▸ Requirement
The output should be every line below that includes the word "crate".

##### Data

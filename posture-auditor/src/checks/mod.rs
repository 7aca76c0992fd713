/*!
Built-in checks. Each module registers its checks under its own group.
*/

use serde_json::Value;

use crate::core::error::{CheckError, RegistryError};
use crate::core::registry::CheckRegistry;

pub mod cloudformation;
pub mod ec2;
pub mod shield;
pub mod ssm;

/// Catalog of every built-in check, in a fixed group order
pub fn builtin_registry() -> Result<CheckRegistry, RegistryError> {
    let mut registry = CheckRegistry::new();
    ec2::register(&mut registry)?;
    shield::register(&mut registry)?;
    cloudformation::register(&mut registry)?;
    ssm::register(&mut registry)?;
    Ok(registry)
}

/// Array field of an API response; an empty array is a valid "nothing found"
fn array<'a>(value: &'a Value, key: &str) -> Result<&'a [Value], CheckError> {
    value
        .get(key)
        .and_then(Value::as_array)
        .map(Vec::as_slice)
        .ok_or_else(|| CheckError::Response(format!("missing `{key}` array")))
}

fn string<'a>(value: &'a Value, key: &str) -> Result<&'a str, CheckError> {
    value
        .get(key)
        .and_then(Value::as_str)
        .ok_or_else(|| CheckError::Response(format!("missing `{key}` string")))
}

##########

▸ Task solution
use crate::core::error::{CheckError, RegistryError};
use crate::core::registry::CheckRegistry;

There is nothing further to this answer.